- [SUPPLIED MATERIAL]
# # # # #

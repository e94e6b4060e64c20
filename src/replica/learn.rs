use crate::actor::{Callback, Event};
use crate::common::{Decree, ErrorCode, LearnerStatus, Mutation, NodeAddress, PartitionStatus, INVALID_DECREE};
use crate::prepare_list::{CommitMode, PreparedMutation};
use crate::replica::replica::Replica;
use crate::replica::replica_api::{LearnFilesFetched, LearnReply, ReplicaFault};
use crate::storage::{ChkptApplyMode, LearnState};
use crate::transport::{
    FetchFileRequest, LearnNotification, LearnNotificationResponse, LearnRequest, LearnResponse, LearnType,
    RemoteFile, ReplicaTransport, RpcError,
};
use std::fs;
use std::io;
use std::path::{Path, PathBuf};
use std::sync::Arc;

/// Describes local files for a peer to download: their common directory and name, size and
/// checksum of each. Files are read on a blocking thread.
pub(super) async fn describe_local_files(paths: Vec<PathBuf>) -> io::Result<(String, Vec<RemoteFile>)> {
    tokio::task::spawn_blocking(move || read_file_descriptions(&paths))
        .await
        .unwrap_or_else(|e| Err(io::Error::new(io::ErrorKind::Other, e)))
}

fn read_file_descriptions(paths: &[PathBuf]) -> io::Result<(String, Vec<RemoteFile>)> {
    let mut base_dir = String::new();
    let mut files = Vec::with_capacity(paths.len());
    for path in paths {
        if let Some(parent) = path.parent() {
            base_dir = parent.to_string_lossy().into_owned();
        }
        let name = path
            .file_name()
            .map(|name| name.to_string_lossy().into_owned())
            .ok_or_else(|| io::Error::new(io::ErrorKind::InvalidInput, format!("{:?} has no file name", path)))?;
        let data = fs::read(path)?;
        files.push(RemoteFile {
            name,
            size: data.len() as u64,
            crc32: crc32fast::hash(&data),
        });
    }

    Ok((base_dir, files))
}
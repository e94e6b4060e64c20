use crate::actor::event::Event;
use crate::replica::Replica;
use tokio::sync::mpsc;

/// ReplicaActor is replica logic in actor model. Every state change of a replica happens on its
/// event loop; background tasks report back through events.
pub(crate) struct ReplicaActor {
    logger: slog::Logger,
    receiver: mpsc::Receiver<Event>,
    replica: Replica,
}

impl ReplicaActor {
    pub(crate) fn new(logger: slog::Logger, receiver: mpsc::Receiver<Event>, replica: Replica) -> Self {
        ReplicaActor {
            logger,
            receiver,
            replica,
        }
    }

    pub(crate) async fn run_event_loop(mut self) {
        while let Some(event) = self.receiver.recv().await {
            if let Event::Close(callback) = event {
                if let Some(writer) = self.replica.close() {
                    writer.flush().await;
                }
                let _ = callback.send(());
                break;
            }
            self.handle_event(event);
        }

        slog::info!(self.logger, "Replica event loop exited");
    }

    // This must NOT be async. Any long running work must be spawned as a task
    // and come back as an event to this actor.
    fn handle_event(&mut self, event: Event) {
        match event {
            Event::ClientWrite(input, callback) => self.replica.client_write(input, callback),
            Event::DelayedClientWrite(input, callback) => self.replica.delayed_client_write(input, callback),
            Event::ClientRead(input, callback) => self.replica.client_read(input, callback),
            Event::DelayedClientRead(input, callback) => self.replica.delayed_client_read(input, callback),
            Event::LocalRead(input, callback) => callback.send(self.replica.local_read(input)),
            Event::Prepare(request, callback) => self.replica.on_prepare(request, callback),
            Event::GroupCheck(request, callback) => callback.send(Ok(self.replica.on_group_check(request))),
            Event::Learn(request, callback) => self.replica.on_learn(request, callback),
            Event::LearnCompletionNotification(request, callback) => {
                callback.send(Ok(self.replica.on_learn_completion_notification(request)));
            }
            Event::CopyCheckpoint(request, callback) => self.replica.on_copy_checkpoint(request, callback),
            Event::ConfigProposal(proposal) => self.replica.on_config_proposal(proposal),
            Event::UpdateConfiguration(update) => self.replica.on_update_configuration(update),
            Event::AddChild(request) => self.replica.on_add_child(request),
            Event::PrepareReply(reply) => self.replica.on_prepare_reply(reply),
            Event::GroupCheckReply(reply) => self.replica.on_group_check_reply(reply),
            Event::LearnReply(reply) => self.replica.on_learn_reply(reply),
            Event::LearnFilesFetched(fetched) => self.replica.on_learn_files_fetched(fetched),
            Event::CopyCheckpointFetched(fetched) => self.replica.on_copy_checkpoint_fetched(fetched),
            Event::MetaConfigUpdateReply(reply) => self.replica.on_meta_config_update_reply(reply),
            Event::RegisterChildReply(reply) => self.replica.on_register_child_reply(reply),
            Event::LogAppended(appended) => self.replica.on_log_appended(appended),
            Event::Timer(tick) => self.replica.on_timer(tick),
            Event::CheckpointRetry { is_emergency } => self.replica.on_checkpoint_retry(is_emergency),
            Event::AsyncCheckpointDone(result) => self.replica.on_async_checkpoint_done(result),
            Event::BackgroundCheckpointDone(result) => self.replica.on_background_checkpoint_done(result),
            Event::RegisterChildRetry => self.replica.on_register_child_retry(),
            Event::SplitNotice(notice) => self.replica.on_split_notice(notice),
            Event::ChildSync(message) => self.replica.on_child_sync(message),
            Event::SplitAborted(reason) => self.replica.on_split_aborted(reason),
            Event::QueryState(callback) => {
                let _ = callback.send(self.replica.snapshot());
            }
            Event::BackupCheckpoint(dir, callback) => callback.send(self.replica.backup_checkpoint(&dir)),
            Event::ApplyEnvs(envs) => self.replica.apply_envs(&envs),
            Event::Close(callback) => {
                // Handled by the event loop; nothing queued after Close is processed.
                let _ = callback.send(());
            }
        }
    }
}
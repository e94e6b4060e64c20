mod throttling_controller;
mod token_bucket;

pub use throttling_controller::EnvChange;
pub use throttling_controller::ThrottlingController;
pub use throttling_controller::ThrottlingDecision;
pub use throttling_controller::ThrottlingParseError;
pub(crate) use token_bucket::TokenBucket;
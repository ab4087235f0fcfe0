//! testdoc - test management report exporter
//!
//! Renders stored test plans, test cases, checklists, test strategies and
//! test runs as downloadable documents.
//!
//! ## Quick Start
//!
//! ```bash
//! # Write a default configuration
//! testdoc config init
//!
//! # See what is stored
//! testdoc list test_run --data-dir ./data
//!
//! # Export a run to a markdown file
//! testdoc export test_run 6f1c2a9e-3b7d-4c1e-9a8f-0d2e4b6c8a10 --output-dir reports
//! ```

mod commands;

fn main() {
    if let Err(err) = commands::run() {
        eprintln!("Error: {:#}", err);
        std::process::exit(1);
    }
}
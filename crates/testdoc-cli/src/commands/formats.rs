//! Formats command
//!
//! Show which export formats can be rendered.

use anyhow::Result;
use testdoc_core::export::RendererRegistry;
use testdoc_core::types::ExportFormat;

/// Execute the formats command
pub fn execute() -> Result<()> {
    use colored::Colorize;

    let registry = RendererRegistry::new();
    for format in ExportFormat::ALL {
        match registry.get(format) {
            Ok(renderer) => println!(
                "{} {:<10} .{}  {}",
                "✓".green(),
                format.as_str(),
                renderer.file_extension(),
                renderer.content_type().dimmed()
            ),
            Err(_) => println!(
                "{} {:<10} {}",
                "✗".red(),
                format.as_str(),
                "not available".dimmed()
            ),
        }
    }

    Ok(())
}
//! Test runs and their execution results

use crate::types::EntityId;
use chrono::{DateTime, Utc};
use serde::{Deserialize, Serialize};
use std::fmt;

/// An execution of a test plan
#[derive(Debug, Clone, PartialEq, Serialize, Deserialize)]
pub struct TestRun {
    pub id: EntityId,
    pub test_plan_id: EntityId,
    pub name: String,
    pub started_at: DateTime<Utc>,
    #[serde(default, skip_serializing_if = "Option::is_none")]
    pub completed_at: Option<DateTime<Utc>>,
    /// Results in stored order
    #[serde(default)]
    pub results: Vec<TestResult>,
}

impl TestRun {
    /// Start a new run with no results
    pub fn new(test_plan_id: EntityId, name: impl Into<String>) -> Self {
        Self {
            id: EntityId::new(),
            test_plan_id,
            name: name.into(),
            started_at: Utc::now(),
            completed_at: None,
            results: Vec::new(),
        }
    }

    pub fn is_completed(&self) -> bool {
        self.completed_at.is_some()
    }
}

/// Outcome of a single execution
///
/// Stored as a plain string; values outside the four known statuses are kept
/// verbatim as `Unknown`.
#[derive(Debug, Clone, PartialEq, Eq, Hash, Serialize, Deserialize)]
#[serde(from = "String", into = "String")]
pub enum ResultStatus {
    Pass,
    Fail,
    Blocked,
    Skipped,
    Unknown(String),
}

impl ResultStatus {
    pub fn as_str(&self) -> &str {
        match self {
            ResultStatus::Pass => "pass",
            ResultStatus::Fail => "fail",
            ResultStatus::Blocked => "blocked",
            ResultStatus::Skipped => "skipped",
            ResultStatus::Unknown(raw) => raw,
        }
    }

    /// Icon shown next to the status in reports
    pub fn icon(&self) -> &'static str {
        match self {
            ResultStatus::Pass => "✅",
            ResultStatus::Fail => "❌",
            ResultStatus::Blocked => "🚫",
            ResultStatus::Skipped => "⏭️",
            ResultStatus::Unknown(_) => "❓",
        }
    }

    pub fn is_known(&self) -> bool {
        !matches!(self, ResultStatus::Unknown(_))
    }
}

impl From<&str> for ResultStatus {
    fn from(s: &str) -> Self {
        match s {
            "pass" => ResultStatus::Pass,
            "fail" => ResultStatus::Fail,
            "blocked" => ResultStatus::Blocked,
            "skipped" => ResultStatus::Skipped,
            other => ResultStatus::Unknown(other.to_string()),
        }
    }
}

impl From<String> for ResultStatus {
    fn from(s: String) -> Self {
        ResultStatus::from(s.as_str())
    }
}

impl From<ResultStatus> for String {
    fn from(status: ResultStatus) -> Self {
        match status {
            ResultStatus::Unknown(raw) => raw,
            known => known.as_str().to_string(),
        }
    }
}

impl fmt::Display for ResultStatus {
    fn fmt(&self, f: &mut fmt::Formatter<'_>) -> fmt::Result {
        f.write_str(self.as_str())
    }
}

/// What a result was recorded against
#[derive(Debug, Clone, Copy, PartialEq, Eq, Hash)]
pub enum ResultSubject {
    TestCase(EntityId),
    ChecklistItem(EntityId),
    None,
}

impl ResultSubject {
    /// Build from the stored pair of nullable references.
    ///
    /// A test case reference wins when both are present.
    pub fn from_refs(test_case_id: Option<EntityId>, checklist_item_id: Option<EntityId>) -> Self {
        match (test_case_id, checklist_item_id) {
            (Some(id), _) => ResultSubject::TestCase(id),
            (None, Some(id)) => ResultSubject::ChecklistItem(id),
            (None, None) => ResultSubject::None,
        }
    }

    pub fn label(&self) -> &'static str {
        match self {
            ResultSubject::TestCase(_) => "Test Case",
            ResultSubject::ChecklistItem(_) => "Checklist Item",
            ResultSubject::None => "Unknown Entity",
        }
    }

    pub fn test_case_id(&self) -> Option<EntityId> {
        match self {
            ResultSubject::TestCase(id) => Some(*id),
            _ => None,
        }
    }

    pub fn checklist_item_id(&self) -> Option<EntityId> {
        match self {
            ResultSubject::ChecklistItem(id) => Some(*id),
            _ => None,
        }
    }
}

/// A single recorded execution within a run
#[derive(Debug, Clone, PartialEq, Serialize, Deserialize)]
#[serde(from = "TestResultRecord", into = "TestResultRecord")]
pub struct TestResult {
    pub id: EntityId,
    pub test_run_id: EntityId,
    pub subject: ResultSubject,
    pub status: ResultStatus,
    /// Free-text note; empty means none
    pub comment: String,
    pub executed_by: EntityId,
    pub executed_at: DateTime<Utc>,
}

impl TestResult {
    pub fn new(
        test_run_id: EntityId,
        subject: ResultSubject,
        status: impl Into<ResultStatus>,
        executed_by: EntityId,
    ) -> Self {
        Self {
            id: EntityId::new(),
            test_run_id,
            subject,
            status: status.into(),
            comment: String::new(),
            executed_by,
            executed_at: Utc::now(),
        }
    }

    pub fn with_comment(mut self, comment: impl Into<String>) -> Self {
        self.comment = comment.into();
        self
    }
}

/// Stored shape of a test result
#[derive(Clone, Serialize, Deserialize)]
struct TestResultRecord {
    id: EntityId,
    test_run_id: EntityId,
    #[serde(default, skip_serializing_if = "Option::is_none")]
    test_case_id: Option<EntityId>,
    #[serde(default, skip_serializing_if = "Option::is_none")]
    checklist_item_id: Option<EntityId>,
    status: ResultStatus,
    #[serde(default)]
    comments: String,
    executed_by: EntityId,
    executed_at: DateTime<Utc>,
}

impl From<TestResultRecord> for TestResult {
    fn from(record: TestResultRecord) -> Self {
        Self {
            id: record.id,
            test_run_id: record.test_run_id,
            subject: ResultSubject::from_refs(record.test_case_id, record.checklist_item_id),
            status: record.status,
            comment: record.comments,
            executed_by: record.executed_by,
            executed_at: record.executed_at,
        }
    }
}

impl From<TestResult> for TestResultRecord {
    fn from(result: TestResult) -> Self {
        Self {
            id: result.id,
            test_run_id: result.test_run_id,
            test_case_id: result.subject.test_case_id(),
            checklist_item_id: result.subject.checklist_item_id(),
            status: result.status,
            comments: result.comment,
            executed_by: result.executed_by,
            executed_at: result.executed_at,
        }
    }
}

#[cfg(test)]
mod tests {
    use super::*;

    #[test]
    fn test_status_parsing() {
        assert_eq!(ResultStatus::from("pass"), ResultStatus::Pass);
        assert_eq!(ResultStatus::from("fail"), ResultStatus::Fail);
        assert_eq!(ResultStatus::from("blocked"), ResultStatus::Blocked);
        assert_eq!(ResultStatus::from("skipped"), ResultStatus::Skipped);
        assert_eq!(ResultStatus::from("PASS"), ResultStatus::Unknown("PASS".into()));
        assert_eq!(ResultStatus::from("n/a").as_str(), "n/a");
    }

    #[test]
    fn test_status_icons() {
        assert_eq!(ResultStatus::Pass.icon(), "✅");
        assert_eq!(ResultStatus::Fail.icon(), "❌");
        assert_eq!(ResultStatus::Blocked.icon(), "🚫");
        assert_eq!(ResultStatus::Skipped.icon(), "⏭️");
        assert_eq!(ResultStatus::from("retest").icon(), "❓");
    }

    #[test]
    fn test_subject_precedence() {
        let case = EntityId::new();
        let item = EntityId::new();

        let both = ResultSubject::from_refs(Some(case), Some(item));
        assert_eq!(both, ResultSubject::TestCase(case));
        assert_eq!(both.label(), "Test Case");

        let only_item = ResultSubject::from_refs(None, Some(item));
        assert_eq!(only_item.label(), "Checklist Item");

        assert_eq!(ResultSubject::from_refs(None, None).label(), "Unknown Entity");
    }

    #[test]
    fn test_result_deserialize_both_refs() {
        let case = EntityId::new();
        let json = format!(
            r#"{{
                "id": "{}",
                "test_run_id": "{}",
                "test_case_id": "{}",
                "checklist_item_id": "{}",
                "status": "blocked",
                "comments": "env down",
                "executed_by": "{}",
                "executed_at": "2024-05-02T08:30:00Z"
            }}"#,
            EntityId::new(),
            EntityId::new(),
            case,
            EntityId::new(),
            EntityId::new()
        );
        let result: TestResult = serde_json::from_str(&json).unwrap();
        assert_eq!(result.subject, ResultSubject::TestCase(case));
        assert_eq!(result.status, ResultStatus::Blocked);
        assert_eq!(result.comment, "env down");
    }

    #[test]
    fn test_result_serialize_single_ref() {
        let item = EntityId::new();
        let result = TestResult::new(
            EntityId::new(),
            ResultSubject::ChecklistItem(item),
            "weird",
            EntityId::new(),
        );
        let value = serde_json::to_value(&result).unwrap();
        assert!(value.get("test_case_id").is_none());
        assert_eq!(value["checklist_item_id"], item.to_string());
        assert_eq!(value["status"], "weird");

        let back: TestResult = serde_json::from_value(value).unwrap();
        assert_eq!(back, result);
    }
}
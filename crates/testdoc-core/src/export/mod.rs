//! Export of test management entities to documents
//!
//! This module turns stored aggregates (test plans, test cases, checklists,
//! test strategies and test runs) into downloadable documents.
//!
//! # Overview
//!
//! - [`ExportRequest`] validates raw boundary values into closed types
//! - [`ExportService`] fetches the aggregate, renders it and names the file
//! - [`RendererRegistry`] maps an [`ExportFormat`](crate::types::ExportFormat)
//!   to a [`DocumentRenderer`]; only markdown is registered by default
//! - [`ResultSummary`] computes per-status counts and pass rate for test runs
//!
//! # Example
//!
//! ```ignore
//! use testdoc_core::export::{ExportRequest, ExportService};
//!
//! let service = ExportService::new(store);
//! let request = ExportRequest::parse("test_run", &id, None, None, None)?;
//! let doc = service.export(&request)?;
//! println!("{} ({} bytes)", doc.filename, doc.content_length());
//! ```

mod filename;
mod markdown;
mod renderer;
mod request;
mod service;
mod stats;

pub use filename::{export_filename, sanitize_name};
pub use markdown::MarkdownRenderer;
pub use renderer::{DocumentRenderer, RendererRegistry};
pub use request::{ErrorBody, ExportDocument, ExportRequest, RenderOptions};
pub use service::ExportService;
pub use stats::ResultSummary;
//! CLI commands module
//!
//! This module contains all CLI command implementations.

pub mod config;
pub mod export;
pub mod formats;
pub mod list;

use anyhow::{Context, Result};
use clap::{Parser, Subcommand};
use std::path::{Path, PathBuf};

use testdoc_core::config::Config;
use testdoc_storage::FileSystemStore;

/// Default configuration file location, relative to the working directory
pub const DEFAULT_CONFIG_PATH: &str = ".testdoc/config.toml";

/// testdoc - export test plans, cases, checklists, strategies and runs
#[derive(Debug, Parser)]
#[command(name = "testdoc")]
#[command(version, about, long_about = None)]
#[command(propagate_version = true)]
pub struct Cli {
    /// Enable verbose output
    #[arg(short, long, global = true, action = clap::ArgAction::Count)]
    pub verbose: u8,

    /// Configuration file path
    #[arg(short, long, global = true, env = "TESTDOC_CONFIG")]
    pub config: Option<PathBuf>,

    /// Disable colored output
    #[arg(long, global = true)]
    pub no_color: bool,

    #[command(subcommand)]
    pub command: Commands,
}

/// Available commands
#[derive(Debug, Subcommand)]
pub enum Commands {
    /// Export an entity to a document
    Export(export::ExportArgs),

    /// List stored entities of a kind
    List(list::ListArgs),

    /// Show export formats and whether they are available
    Formats,

    /// Manage configuration
    #[command(subcommand)]
    Config(config::ConfigCommand),
}

/// Run the CLI application
pub fn run() -> Result<()> {
    let cli = Cli::parse();

    // Set up logging based on verbosity
    setup_logging(cli.verbose);

    if cli.no_color {
        colored::control::set_override(false);
    }

    let config_path = cli
        .config
        .clone()
        .unwrap_or_else(|| PathBuf::from(DEFAULT_CONFIG_PATH));

    // Config commands read the file themselves
    match cli.command {
        Commands::Export(args) => export::execute(args, &load_config(&config_path)?),
        Commands::List(args) => list::execute(args, &load_config(&config_path)?),
        Commands::Formats => formats::execute(),
        Commands::Config(cmd) => config::execute(cmd, &config_path),
    }
}

fn load_config(path: &Path) -> Result<Config> {
    Config::load(path).with_context(|| format!("Failed to load config from {}", path.display()))
}

/// Open the entity store: `--data-dir`, then config, then the platform default
pub fn open_store(data_dir: Option<&Path>, config: &Config) -> Result<FileSystemStore> {
    let dir = data_dir
        .map(Path::to_path_buf)
        .or_else(|| config.storage.data_dir.clone())
        .unwrap_or_else(FileSystemStore::default_dir);

    tracing::debug!("Using data directory {:?}", dir);
    FileSystemStore::new(&dir)
        .with_context(|| format!("Failed to open data directory {}", dir.display()))
}

fn setup_logging(verbosity: u8) {
    use tracing_subscriber::EnvFilter;

    let filter = match verbosity {
        0 => EnvFilter::new("warn"),
        1 => EnvFilter::new("info"),
        2 => EnvFilter::new("debug"),
        _ => EnvFilter::new("trace"),
    };

    tracing_subscriber::fmt()
        .with_env_filter(filter)
        .with_target(false)
        .with_writer(std::io::stderr)
        .init();
}

#[cfg(test)]
mod tests {
    use super::*;
    use clap::CommandFactory;

    #[test]
    fn test_cli_parse() {
        Cli::command().debug_assert();
    }

    #[test]
    fn test_help_text() {
        let cmd = Cli::command();
        assert!(cmd.get_about().is_some());
    }

    #[test]
    fn test_open_store_prefers_flag() {
        let flag_dir = tempfile::TempDir::new().unwrap();
        let mut config = Config::default();
        config.storage.data_dir = Some(PathBuf::from("/definitely/not/here"));

        let store = open_store(Some(flag_dir.path()), &config).unwrap();
        assert_eq!(store.base_dir(), flag_dir.path());

        assert!(open_store(None, &config).is_err());
    }
}
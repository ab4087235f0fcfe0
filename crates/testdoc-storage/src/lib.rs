//! testdoc-storage - Storage library for testdoc
//!
//! This crate provides a read-only JSON file store that serves aggregates to
//! the exporter.

mod entity_store;

pub use entity_store::{EntityInfo, FileSystemStore};
//! Test plans and the artifacts they own

use crate::types::EntityId;
use chrono::{DateTime, Utc};
use serde::{Deserialize, Serialize};

/// A test plan with its test cases and checklists
#[derive(Debug, Clone, PartialEq, Serialize, Deserialize)]
pub struct TestPlan {
    pub id: EntityId,
    pub project_id: EntityId,
    pub name: String,
    #[serde(default)]
    pub description: String,
    #[serde(default, skip_serializing_if = "Option::is_none")]
    pub deadline: Option<DateTime<Utc>>,
    #[serde(default = "default_plan_status")]
    pub status: String,
    pub created_at: DateTime<Utc>,
    pub updated_at: DateTime<Utc>,
    /// Cases in stored order
    #[serde(default)]
    pub test_cases: Vec<TestCase>,
    /// Checklists in stored order
    #[serde(default)]
    pub checklists: Vec<Checklist>,
}

fn default_plan_status() -> String {
    "draft".to_string()
}

impl TestPlan {
    /// Create an empty draft plan
    pub fn new(project_id: EntityId, name: impl Into<String>) -> Self {
        let now = Utc::now();
        Self {
            id: EntityId::new(),
            project_id,
            name: name.into(),
            description: String::new(),
            deadline: None,
            status: default_plan_status(),
            created_at: now,
            updated_at: now,
            test_cases: Vec::new(),
            checklists: Vec::new(),
        }
    }
}

/// A single test case
#[derive(Debug, Clone, PartialEq, Serialize, Deserialize)]
pub struct TestCase {
    pub id: EntityId,
    pub project_id: EntityId,
    pub title: String,
    #[serde(default)]
    pub description: String,
    #[serde(default)]
    pub pre_steps: String,
    #[serde(default)]
    pub steps: Vec<TestStep>,
    #[serde(default)]
    pub expected_result: String,
    pub created_at: DateTime<Utc>,
    pub updated_at: DateTime<Utc>,
    #[serde(default)]
    pub attachments: Vec<Attachment>,
}

impl TestCase {
    /// Create a test case with no steps or attachments
    pub fn new(project_id: EntityId, title: impl Into<String>) -> Self {
        let now = Utc::now();
        Self {
            id: EntityId::new(),
            project_id,
            title: title.into(),
            description: String::new(),
            pre_steps: String::new(),
            steps: Vec::new(),
            expected_result: String::new(),
            created_at: now,
            updated_at: now,
            attachments: Vec::new(),
        }
    }
}

/// One action in a test case
#[derive(Debug, Clone, PartialEq, Eq, Serialize, Deserialize)]
pub struct TestStep {
    pub description: String,
    #[serde(default)]
    pub expected_result: String,
    #[serde(default)]
    pub order: i32,
}

impl TestStep {
    pub fn new(description: impl Into<String>, expected_result: impl Into<String>) -> Self {
        Self {
            description: description.into(),
            expected_result: expected_result.into(),
            order: 0,
        }
    }
}

/// File attached to a test case. Only metadata is exported.
#[derive(Debug, Clone, PartialEq, Eq, Serialize, Deserialize)]
pub struct Attachment {
    pub file_name: String,
    #[serde(default)]
    pub mime_type: String,
    #[serde(default)]
    pub file_size: u64,
}

/// A checklist of items to verify
#[derive(Debug, Clone, PartialEq, Serialize, Deserialize)]
pub struct Checklist {
    pub id: EntityId,
    pub project_id: EntityId,
    pub name: String,
    #[serde(default)]
    pub description: String,
    #[serde(default)]
    pub items: Vec<ChecklistItem>,
    pub created_at: DateTime<Utc>,
    pub updated_at: DateTime<Utc>,
}

impl Checklist {
    pub fn new(project_id: EntityId, name: impl Into<String>) -> Self {
        let now = Utc::now();
        Self {
            id: EntityId::new(),
            project_id,
            name: name.into(),
            description: String::new(),
            items: Vec::new(),
            created_at: now,
            updated_at: now,
        }
    }
}

/// One entry of a checklist
#[derive(Debug, Clone, PartialEq, Eq, Serialize, Deserialize)]
pub struct ChecklistItem {
    pub id: EntityId,
    pub description: String,
    #[serde(default)]
    pub expected_result: String,
    #[serde(default)]
    pub order: i32,
}

impl ChecklistItem {
    pub fn new(description: impl Into<String>, expected_result: impl Into<String>) -> Self {
        Self {
            id: EntityId::new(),
            description: description.into(),
            expected_result: expected_result.into(),
            order: 0,
        }
    }
}

/// A free-form test strategy document
#[derive(Debug, Clone, PartialEq, Serialize, Deserialize)]
pub struct TestStrategy {
    pub id: EntityId,
    pub project_id: EntityId,
    pub name: String,
    #[serde(default)]
    pub description: String,
    #[serde(default)]
    pub content: String,
    pub created_at: DateTime<Utc>,
    pub updated_at: DateTime<Utc>,
}

impl TestStrategy {
    pub fn new(project_id: EntityId, name: impl Into<String>) -> Self {
        let now = Utc::now();
        Self {
            id: EntityId::new(),
            project_id,
            name: name.into(),
            description: String::new(),
            content: String::new(),
            created_at: now,
            updated_at: now,
        }
    }
}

# # # # #

In the entries above, find every line with the word "ExportFormat" and list it.

use testdoc_core::types::ExportFormat;
    for format in ExportFormat::ALL {
//! - [`RendererRegistry`] maps an [`ExportFormat`](crate::types::ExportFormat)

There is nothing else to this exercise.